In HTML-based templates, like the homepage, PeopleSoft Enterprise Portal generates or aggregates the HTML for the entire page and sends it to the browser as one page. Thus, there is a greater amount of control over the HTML, and therefore the look and feel. In frame-based templates, typically seen with transaction pages, the portal typically controls the administrative frames, such as the header and left-hand navigation. However, the target frame or page is usually managed by the remote site. The frame acts independently of the others, so the portal does not filter or influence any of the look and feel of the remote site. If the portal renders the frames for the header and left-hand navigation, then the remote site is only influencing the target page frame. However, if the remote site "breaks" its frame, its HTML may be coded to take over the entire browser window. In this case, the portal header is lost and the branding of the remote site takes over.
All branding applies primarily to content references registered in the PeopleSoft Enterprise Portal database. The portal brand may also "wrap" remote content, if that remote content appears within a frame that is separate (and typically under) a header frame that is rendered or controlled by the portal.
PeopleSoft requires that the PeopleSoft Enterprise Portal database be a separate database from application databases. For a PeopleSoft business application database that has only a single link registered in the PeopleSoft Enterprise Portal, the branding of the remote database will control the entire page, including the header. Since this other PeopleSoft application does not include Enterprise Portal Branding, the header and other branding elements will appear as the PeopleTools-delivered defaults.
If you need a consistent portal brand to appear, an approach of registering the content references of the remote application in the PeopleSoft Enterprise Portal registry may be appropriate. You can load the full navigation or information architecture of the PeopleSoft application into the enterprise portal. Refer to two documents posted on Customer Connection for more details: "PeopleSoft Enterprise Portal 8.4x - Implementing Navigation," and "Portal Packs and Enterprise Portal: Managing Information Architecture Using 8.4x/8.1x Content Providers."
With the local registration of remote pages or content you will retain the enterprise portal branding for the portal homepage header, footer, and pagelets. However, the contents of the transaction page will be controlled by the remote content provider, such as another PeopleSoft Pure Internet Architecture (PIA) application or another web site.

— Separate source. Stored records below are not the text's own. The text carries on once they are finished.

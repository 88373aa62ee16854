//! Turns a [`Message`] into the bytes carried by a transfer

use bytes::{Bytes, BytesMut};
use oxamqp_codec::{ser::write_value, Error};

use crate::messaging::{Footer, Section, SectionKind};

use super::Message;

/// Computes footer entries from the encoded sections that precede the
/// footer, e.g. a content hash or a signature
pub type FooterCallback = Box<dyn FnOnce(&mut Footer, &[u8]) + Send>;

/// The encoded message
#[derive(Debug, Clone, PartialEq, Eq)]
pub struct AssembledMessage {
    /// Sections in transmission order
    pub sections: Vec<SectionKind>,

    /// The concatenated encoding of every section
    pub payload: Bytes,
}

/// Encodes a message and fills in its footer
///
/// Every section before the footer is encoded first. The footer callbacks
/// then run once each, in the order they were registered, over the footer
/// of the message and the encoded bytes. A later callback sees the entries
/// added by an earlier one. The footer is appended only if it ends up
/// holding at least one entry.
#[derive(Default)]
pub struct Assembler {
    footer_callbacks: Vec<FooterCallback>,
}

impl std::fmt::Debug for Assembler {
    fn fmt(&self, f: &mut std::fmt::Formatter<'_>) -> std::fmt::Result {
        f.debug_struct("Assembler")
            .field("footer_callbacks", &self.footer_callbacks.len())
            .finish()
    }
}

impl Assembler {
    /// Creates an assembler without footer callbacks
    pub fn new() -> Self {
        Self::default()
    }

    /// Registers a footer callback
    pub fn footer_callback<F>(mut self, callback: F) -> Self
    where
        F: FnOnce(&mut Footer, &[u8]) + Send + 'static,
    {
        self.footer_callbacks.push(Box::new(callback));
        self
    }

    /// Registers several footer callbacks, keeping their order
    pub fn footer_callbacks(mut self, callbacks: impl IntoIterator<Item = FooterCallback>) -> Self {
        self.footer_callbacks.extend(callbacks);
        self
    }

    /// Encodes `message`
    pub fn assemble(self, mut message: Message) -> Result<AssembledMessage, Error> {
        let mut footer = message.footer.take().unwrap_or_default();

        let mut sections = Vec::new();
        let mut buf = BytesMut::new();
        for (kind, value) in message.into_bare_sections()? {
            write_value(&mut buf, &value)?;
            sections.push(kind);
        }

        for callback in self.footer_callbacks {
            callback(&mut footer, &buf[..]);
        }

        if !footer.is_empty() {
            write_value(&mut buf, &footer.into_section_value()?)?;
            sections.push(SectionKind::Footer);
        }

        Ok(AssembledMessage {
            sections,
            payload: buf.freeze(),
        })
    }
}

#[cfg(test)]
mod tests {
    use oxamqp_codec::Value;

    use crate::messaging::{Footer, Message, SectionKind};

    use super::Assembler;

    #[test]
    fn test_empty_footer_is_not_sent() {
        let message = Message::new("message").unwrap();
        let assembled = Assembler::new().assemble(message).unwrap();
        assert_eq!(assembled.sections, [SectionKind::Data]);
        assert_eq!(&assembled.payload[..3], &[0x00, 0x53, 0x75]);
    }

    #[test]
    fn test_existing_footer_entries_come_first() {
        let footer = Footer::builder().insert("x-opt-first", Value::Long(1)).build();
        let message = Message::builder().value(1i64).footer(footer).build().unwrap();
        let assembled = Assembler::new()
            .footer_callback(|footer, _| {
                assert!(footer.contains_key("x-opt-first"));
                footer.insert("x-opt-second".into(), Value::Long(2));
            })
            .assemble(message)
            .unwrap();

        let decoded = Message::decode(&assembled.payload).unwrap();
        let keys: Vec<_> = decoded
            .footer
            .unwrap()
            .keys()
            .map(|k| k.as_str().to_string())
            .collect();
        assert_eq!(keys, ["x-opt-first", "x-opt-second"]);
    }
}
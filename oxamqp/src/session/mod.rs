//! Session configuration

use oxamqp_types::definitions::{Handle, TransferNumber};

pub mod builder;
pub use builder::Builder;

/// Default incoming_window and outgoing_window
pub const DEFAULT_WINDOW: TransferNumber = 2048;

/// Parameters used by a [`Transport`](crate::transport::Transport) to begin
/// a session
#[derive(Debug, Clone, PartialEq, Eq)]
pub struct SessionConfig {
    /// Initial incoming-window
    pub incoming_window: TransferNumber,

    /// Initial outgoing-window
    pub outgoing_window: TransferNumber,

    /// The maximum handle value that can be used on the session
    pub handle_max: Handle,
}

impl Default for SessionConfig {
    fn default() -> Self {
        Builder::new().build()
    }
}

impl SessionConfig {
    /// Creates a builder for [`SessionConfig`]
    pub fn builder() -> Builder {
        Builder::new()
    }
}
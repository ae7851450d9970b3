//! CLI argument definitions and shared statics.

use clap::{ArgAction, Parser, Subcommand};
use std::path::PathBuf;
use std::sync::OnceLock;

pub static FILE_GUARD: OnceLock<tracing_appender::non_blocking::WorkerGuard> = OnceLock::new();
/// Whether the user asked for JSON output (controls structured error output).
pub static JSON_MODE: OnceLock<bool> = OnceLock::new();

/// Config path used when --config is not given. Only this path may be
/// absent; an explicitly passed path must exist.
pub const DEFAULT_CONFIG: &str = "etc/poslog.toml";

#[derive(Parser, Debug)]
#[command(name = "poslog", version, about = "G-code position logger")]
pub struct Cli {
    /// Path to config TOML (typed)
    #[arg(long, value_name = "FILE", default_value = DEFAULT_CONFIG)]
    pub config: PathBuf,

    /// Log as JSON lines instead of pretty
    #[arg(long, action = ArgAction::SetTrue)]
    pub json: bool,

    /// Console log level (error|warn|info|debug|trace)
    #[arg(long = "log-level", value_name = "LEVEL", default_value = "info")]
    pub log_level: String,

    /// Command to execute
    #[command(subcommand)]
    pub cmd: Commands,
}

#[derive(Subcommand, Debug)]
pub enum Commands {
    /// Replay a recorded trace through the polling loop and build a script
    Run {
        /// Playback CSV (strict header: x,y,z,din,dout,ain,aout)
        #[arg(long, value_name = "FILE")]
        playback: PathBuf,
        /// Write the script here, overriding script.path from the config
        #[arg(long, value_name = "FILE")]
        out: Option<PathBuf>,
        /// Arm the interval recorder from the first tick
        #[arg(long, action = ArgAction::SetTrue)]
        record: bool,
        /// Stop after this many ticks (default: one per trace row)
        #[arg(long, value_name = "N")]
        ticks: Option<usize>,
        /// Print a JSON run summary on completion
        #[arg(long, action = ArgAction::SetTrue)]
        summary: bool,
    },
    /// Compose one log line from the first trace row and print it
    Log {
        /// Playback CSV (strict header: x,y,z,din,dout,ain,aout)
        #[arg(long, value_name = "FILE")]
        playback: PathBuf,
    },
    /// Parse a script file and print its regions
    Show {
        /// Script file (.ngc or .txt)
        file: PathBuf,
    },
}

If you choose to set up a single link in the enterprise portal to another PeopleSoft application, then navigating to that link will result in a page or homepage where the remote application is rendering the entire browser page. Therefore, the header is not rendered with the enterprise portal branding. To retain the portal branding on the header, you can customize the portal templates in the remote application database so that the header is generated by PeopleSoft Enterprise Portal.
For instance, the Enterprise Portal homepage (HTML.PORTAL_HP_USER_TEMPLATE) uses the following reference for the header:
<Pagelet Name="UniversalNavigation"> <SOURCE Node="LOCAL_NODE" href="s/WEBLIB_PORTAL.PORTAL_HOMEPAGE.FieldFormula. IScript_HPDefaultHdr"/> </Pagelet>
In the remote database, you need to change the node to reference the enterprise portal, not that local node, which in this case is the remote application. Thus, a remote application or database could theoretically get an enterprise portal header.
You should consider and pursue this type of customization only with staff that has ample knowledge and experience in this area.